## [Assignment]
All lines holding the word "load" should be located in the records and copied.

Dataset entries
[Start of section]

//! The benchmark harness.

use std::collections::BTreeMap;
use std::io::{self, Write};
use std::sync::atomic::{AtomicBool, AtomicU64, Ordering};
use std::thread;
use std::time::{Duration, Instant};

use chrono::Utc;
use crossbeam_channel::{Sender, bounded};
use log::{debug, info, warn};
use parking_lot::Mutex;

use crate::benchmark::config::{BenchmarkConfig, ErrorPolicy};
use crate::benchmark::histogram::LatencyHistogram;
use crate::benchmark::reporter;
use crate::benchmark::result::{
    BenchmarkResult, CsvRow, OverallQuantiles, OverallRates, RESULT_FORMAT_VERSION, Totals,
};
use crate::error::{Result, ShardBenchError};

/// Lifecycle of a benchmark instance.
#[derive(Debug, Clone, Copy, PartialEq, Eq)]
pub enum BenchmarkState {
    /// No run has started.
    Idle,
    /// Workers are issuing operations.
    Running,
    /// The deadline passed; in-flight operations are finishing.
    Draining,
    /// The last run produced its result or error.
    Reported,
}

/// Counters and histogram shared by the workers of one run.
#[derive(Debug)]
pub(crate) struct RunCounters {
    pub(crate) total_ops: AtomicU64,
    pub(crate) failed_ops: AtomicU64,
    pub(crate) total_latency_nanos: AtomicU64,
    pub(crate) histogram: Mutex<LatencyHistogram>,
    aborted: AtomicBool,
    first_error: Mutex<Option<ShardBenchError>>,
}

impl RunCounters {
    pub(crate) fn new() -> Result<Self> {
        Ok(Self {
            total_ops: AtomicU64::new(0),
            failed_ops: AtomicU64::new(0),
            total_latency_nanos: AtomicU64::new(0),
            histogram: Mutex::new(LatencyHistogram::new()?),
            aborted: AtomicBool::new(false),
            first_error: Mutex::new(None),
        })
    }

    fn record_success(&self, latency: Duration) {
        self.total_ops.fetch_add(1, Ordering::Relaxed);
        self.total_latency_nanos
            .fetch_add(latency.as_nanos().min(u64::MAX as u128) as u64, Ordering::Relaxed);
        self.histogram.lock().record(latency);
    }

    /// Store the first fatal error and tell every worker to stop.
    fn abort(&self, error: ShardBenchError) {
        let mut first = self.first_error.lock();
        if first.is_none() {
            *first = Some(error);
        }
        self.aborted.store(true, Ordering::Release);
    }

    fn is_aborted(&self) -> bool {
        self.aborted.load(Ordering::Acquire)
    }
}

/// Runs one operation concurrently for a fixed duration and measures it.
///
/// ```
/// use std::time::Duration;
/// use shardbench::benchmark::config::BenchmarkConfig;
/// use shardbench::benchmark::harness::Benchmark;
///
/// let config = BenchmarkConfig::new(2, Duration::from_millis(50)).without_reporting();
/// let bench = Benchmark::new(config).unwrap();
/// let result = bench.run(|| Ok(())).unwrap();
/// assert!(result.throughput() > 0.0);
/// ```
#[derive(Debug)]
pub struct Benchmark {
    config: BenchmarkConfig,
    state: Mutex<BenchmarkState>,
}

impl Benchmark {
    /// Create a harness for `config`.
    pub fn new(config: BenchmarkConfig) -> Result<Self> {
        config.validate()?;
        Ok(Self {
            config,
            state: Mutex::new(BenchmarkState::Idle),
        })
    }

    /// Configuration.
    pub fn config(&self) -> &BenchmarkConfig {
        &self.config
    }

    /// Current lifecycle state.
    pub fn state(&self) -> BenchmarkState {
        *self.state.lock()
    }

    fn set_state(&self, state: BenchmarkState) {
        *self.state.lock() = state;
    }

    /// Run `operation` and print progress to stdout.
    pub fn run<F>(&self, operation: F) -> Result<BenchmarkResult>
    where
        F: Fn() -> Result<()> + Sync,
    {
        self.run_with_output(operation, &mut io::stdout())
    }

    /// Run `operation` and print progress to `progress`.
    pub fn run_with_output<F>(
        &self,
        operation: F,
        progress: &mut (dyn Write + Send),
    ) -> Result<BenchmarkResult>
    where
        F: Fn() -> Result<()> + Sync,
    {
        {
            let mut state = self.state.lock();
            if matches!(*state, BenchmarkState::Running | BenchmarkState::Draining) {
                return Err(ShardBenchError::benchmark("a run is already in progress"));
            }
            *state = BenchmarkState::Running;
        }

        let outcome = self.execute(&operation, progress);
        self.set_state(BenchmarkState::Reported);
        outcome
    }

    fn execute<F>(
        &self,
        operation: &F,
        progress: &mut (dyn Write + Send),
    ) -> Result<BenchmarkResult>
    where
        F: Fn() -> Result<()> + Sync,
    {
        let counters = RunCounters::new()?;
        let concurrency = self.config.concurrency;
        let duration = self.config.duration;

        info!(
            "starting '{}' on {}: {concurrency} workers for {duration:?}",
            self.config.title, self.config.engine
        );

        let start_time = Utc::now();
        let start = Instant::now();
        // A duration past the end of the clock runs until aborted
        let end = start.checked_add(duration);

        let (time_series, worker_failure) = thread::scope(|s| -> Result<_> {
            let (stop_tx, stop_rx) = bounded::<()>(1);
            let (abort_tx, abort_rx) = bounded::<()>(1);

            let reporter = if self.config.reporting_period.is_zero() {
                None
            } else {
                let period = self.config.reporting_period;
                let counters = &counters;
                Some(
                    thread::Builder::new()
                        .name("shardbench-reporter".to_string())
                        .spawn_scoped(s, move || {
                            reporter::run(period, start, duration, counters, stop_rx, progress)
                        })?,
                )
            };

            let mut workers = Vec::with_capacity(concurrency);
            for worker_id in 0..concurrency {
                let counters = &counters;
                let abort_tx = abort_tx.clone();
                let policy = self.config.error_policy;
                workers.push(
                    thread::Builder::new()
                        .name(format!("shardbench-bench-{worker_id}"))
                        .spawn_scoped(s, move || {
                            worker_loop(operation, counters, end, policy, &abort_tx)
                        })?,
                );
            }
            drop(abort_tx);

            // Sleep until the deadline unless a worker aborts the run first
            let _ = match end {
                Some(end) => abort_rx.recv_deadline(end).map_err(|_| ()),
                None => abort_rx.recv().map_err(|_| ()),
            };
            self.set_state(BenchmarkState::Draining);

            let mut worker_failure = None;
            for worker in workers {
                if worker.join().is_err() {
                    worker_failure = Some(ShardBenchError::benchmark("benchmark worker panicked"));
                }
            }

            drop(stop_tx);
            let time_series = match reporter {
                Some(handle) => handle.join().unwrap_or_default(),
                None => Vec::new(),
            };

            Ok((time_series, worker_failure))
        })?;

        let elapsed = start.elapsed();
        let end_time = Utc::now();

        if let Some(error) = counters.first_error.lock().take() {
            warn!("benchmark aborted: {error}");
            return Err(ShardBenchError::benchmark(format!(
                "operation failed: {error}"
            )));
        }
        if let Some(error) = worker_failure {
            return Err(error);
        }

        let total_ops = counters.total_ops.load(Ordering::Relaxed);
        let failed_ops = counters.failed_ops.load(Ordering::Relaxed);
        let total_latency_nanos = counters.total_latency_nanos.load(Ordering::Relaxed);

        let attempted = total_ops + failed_ops;
        let failure_rate = if attempted > 0 {
            failed_ops as f64 / attempted as f64
        } else {
            0.0
        };
        let avg_latency_ms = if total_ops > 0 {
            total_latency_nanos as f64 / total_ops as f64 / 1_000_000.0
        } else {
            0.0
        };
        let overall_ops_rate = reporter::ops_rate(total_ops, 0, elapsed);
        let quantiles = counters.histogram.lock().quantiles();

        let mut series = BTreeMap::new();
        if !time_series.is_empty() {
            series.insert("allCommands".to_string(), time_series);
        }

        let result = BenchmarkResult {
            metadata: self.config.metadata.clone(),
            result_format_version: RESULT_FORMAT_VERSION.to_string(),
            limit: self.config.limit,
            workers: concurrency as u32,
            max_rps: self.config.max_rps,
            db_specific_configs: self.config.db_specific_configs.clone(),
            start_time: start_time.timestamp_millis(),
            end_time: end_time.timestamp_millis(),
            duration_millis: elapsed.as_millis() as i64,
            totals: Totals {
                total_ops,
                failed_ops,
                failure_rate,
                avg_latency_ms,
            },
            overall_rates: OverallRates { overall_ops_rate },
            overall_quantiles: OverallQuantiles {
                all_commands: quantiles,
            },
            time_series: series,
        };

        info!(
            "finished '{}': {total_ops} ops, {overall_ops_rate:.2} ops/sec, avg {:.3}ms",
            self.config.title, avg_latency_ms
        );
        Ok(result)
    }

    /// The CSV row for `result` under this harness's engine and title.
    pub fn csv_row(&self, result: &BenchmarkResult) -> CsvRow {
        CsvRow::from_result(&self.config.engine, &self.config.title, result)
    }
}

/// Issue operations until the deadline or an abort.
fn worker_loop<F>(
    operation: &F,
    counters: &RunCounters,
    end: Option<Instant>,
    policy: ErrorPolicy,
    abort_tx: &Sender<()>,
) where
    F: Fn() -> Result<()> + Sync,
{
    while end.is_none_or(|end| Instant::now() < end) && !counters.is_aborted() {
        let started = Instant::now();
        match operation() {
            Ok(()) => counters.record_success(started.elapsed()),
            Err(error) => match policy {
                ErrorPolicy::Abort => {
                    counters.abort(error);
                    let _ = abort_tx.try_send(());
                    return;
                }
                ErrorPolicy::Count => {
                    debug!("operation failed: {error}");
                    counters.failed_ops.fetch_add(1, Ordering::Relaxed);
                }
            },
        }
    }
}

#[cfg(test)]
mod tests {
    use super::*;
    use std::sync::atomic::AtomicUsize;

    fn quiet(concurrency: usize, millis: u64) -> BenchmarkConfig {
        BenchmarkConfig::new(concurrency, Duration::from_millis(millis)).without_reporting()
    }

    #[test]
    fn test_noop_run() {
        let bench = Benchmark::new(quiet(1, 100)).unwrap();
        assert_eq!(bench.state(), BenchmarkState::Idle);

        let start = Instant::now();
        let result = bench.run(|| Ok(())).unwrap();

        assert!(start.elapsed() < Duration::from_secs(2));
        assert!(result.throughput() > 0.0);
        assert!(result.totals.total_ops > 0);
        assert_eq!(result.workers, 1);
        assert_eq!(bench.state(), BenchmarkState::Reported);
    }

    #[test]
    fn test_throughput_math_with_fixed_latency() {
        let bench = Benchmark::new(quiet(2, 200)).unwrap();
        let result = bench
            .run(|| {
                thread::sleep(Duration::from_millis(5));
                Ok(())
            })
            .unwrap();

        let expected = result.totals.total_ops as f64 / (result.duration_millis as f64 / 1000.0);
        assert!((result.throughput() - expected).abs() / expected < 0.1);
        assert!(result.avg_latency_ms() >= 5.0);
        assert!(result.avg_latency_ms() < 50.0);
        assert!(result.overall_quantiles.all_commands.q50 >= 5.0);
    }

    #[test]
    fn test_abort_policy_fails_run() {
        let bench = Benchmark::new(quiet(2, 2_000)).unwrap();
        let calls = AtomicUsize::new(0);

        let start = Instant::now();
        let err = bench
            .run(|| {
                if calls.fetch_add(1, Ordering::SeqCst) >= 10 {
                    Err(ShardBenchError::index("backend unavailable"))
                } else {
                    Ok(())
                }
            })
            .unwrap_err();

        assert!(start.elapsed() < Duration::from_secs(1));
        assert!(matches!(err, ShardBenchError::BenchmarkFailed(_)));
        assert!(err.to_string().contains("backend unavailable"));
        assert_eq!(bench.state(), BenchmarkState::Reported);
    }

    #[test]
    fn test_unbounded_duration_runs_until_abort() {
        let config = BenchmarkConfig::new(1, Duration::MAX).without_reporting();
        let bench = Benchmark::new(config).unwrap();
        let calls = AtomicUsize::new(0);

        let err = bench
            .run(|| {
                if calls.fetch_add(1, Ordering::SeqCst) >= 100 {
                    Err(ShardBenchError::index("stop"))
                } else {
                    Ok(())
                }
            })
            .unwrap_err();

        assert!(matches!(err, ShardBenchError::BenchmarkFailed(_)));
        assert_eq!(calls.load(Ordering::SeqCst), 101);
        assert_eq!(bench.state(), BenchmarkState::Reported);
    }

    #[test]
    fn test_count_policy_tracks_failures() {
        let config = quiet(1, 100).with_error_policy(ErrorPolicy::Count);
        let bench = Benchmark::new(config).unwrap();
        let calls = AtomicUsize::new(0);

        let result = bench
            .run(|| {
                if calls.fetch_add(1, Ordering::SeqCst) % 2 == 0 {
                    Err(ShardBenchError::query("bad query"))
                } else {
                    Ok(())
                }
            })
            .unwrap();

        assert!(result.totals.failed_ops > 0);
        assert!(result.failure_rate() > 0.3 && result.failure_rate() < 0.7);
    }

    #[test]
    fn test_counters_reset_between_runs() {
        let bench = Benchmark::new(quiet(1, 50)).unwrap();
        let first = bench.run(|| Ok(())).unwrap();
        let second = bench
            .run(|| {
                thread::sleep(Duration::from_millis(10));
                Ok(())
            })
            .unwrap();

        assert!(second.totals.total_ops < first.totals.total_ops);
        assert!(second.totals.total_ops <= 6);
    }

    #[test]
    fn test_concurrent_run_rejected() {
        let bench = Benchmark::new(quiet(1, 300)).unwrap();

        thread::scope(|s| {
            let running = s.spawn(|| bench.run(|| Ok(())));
            while bench.state() == BenchmarkState::Idle {
                thread::yield_now();
            }
            assert!(bench.run(|| Ok(())).is_err());
            assert!(running.join().unwrap().is_ok());
        });
    }

    #[test]
    fn test_reporter_output() {
        let config = BenchmarkConfig::new(1, Duration::from_millis(120))
            .with_reporting_period(Duration::from_millis(20));
        let bench = Benchmark::new(config).unwrap();

        let mut out = Vec::new();
        let result = bench.run_with_output(|| Ok(()), &mut out).unwrap();

        let text = String::from_utf8(out).unwrap();
        assert!(text.contains("Command Rate"));
        assert!(text.contains('%'));
        assert!(!result.time_series["allCommands"].is_empty());
    }
}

[End of section]

## [Answer box]
        self.aborted.load(Ordering::Acquire)
        let total_ops = counters.total_ops.load(Ordering::Relaxed);
        let failed_ops = counters.failed_ops.load(Ordering::Relaxed);
        let total_latency_nanos = counters.total_latency_nanos.load(Ordering::Relaxed);
        assert_eq!(calls.load(Ordering::SeqCst), 101);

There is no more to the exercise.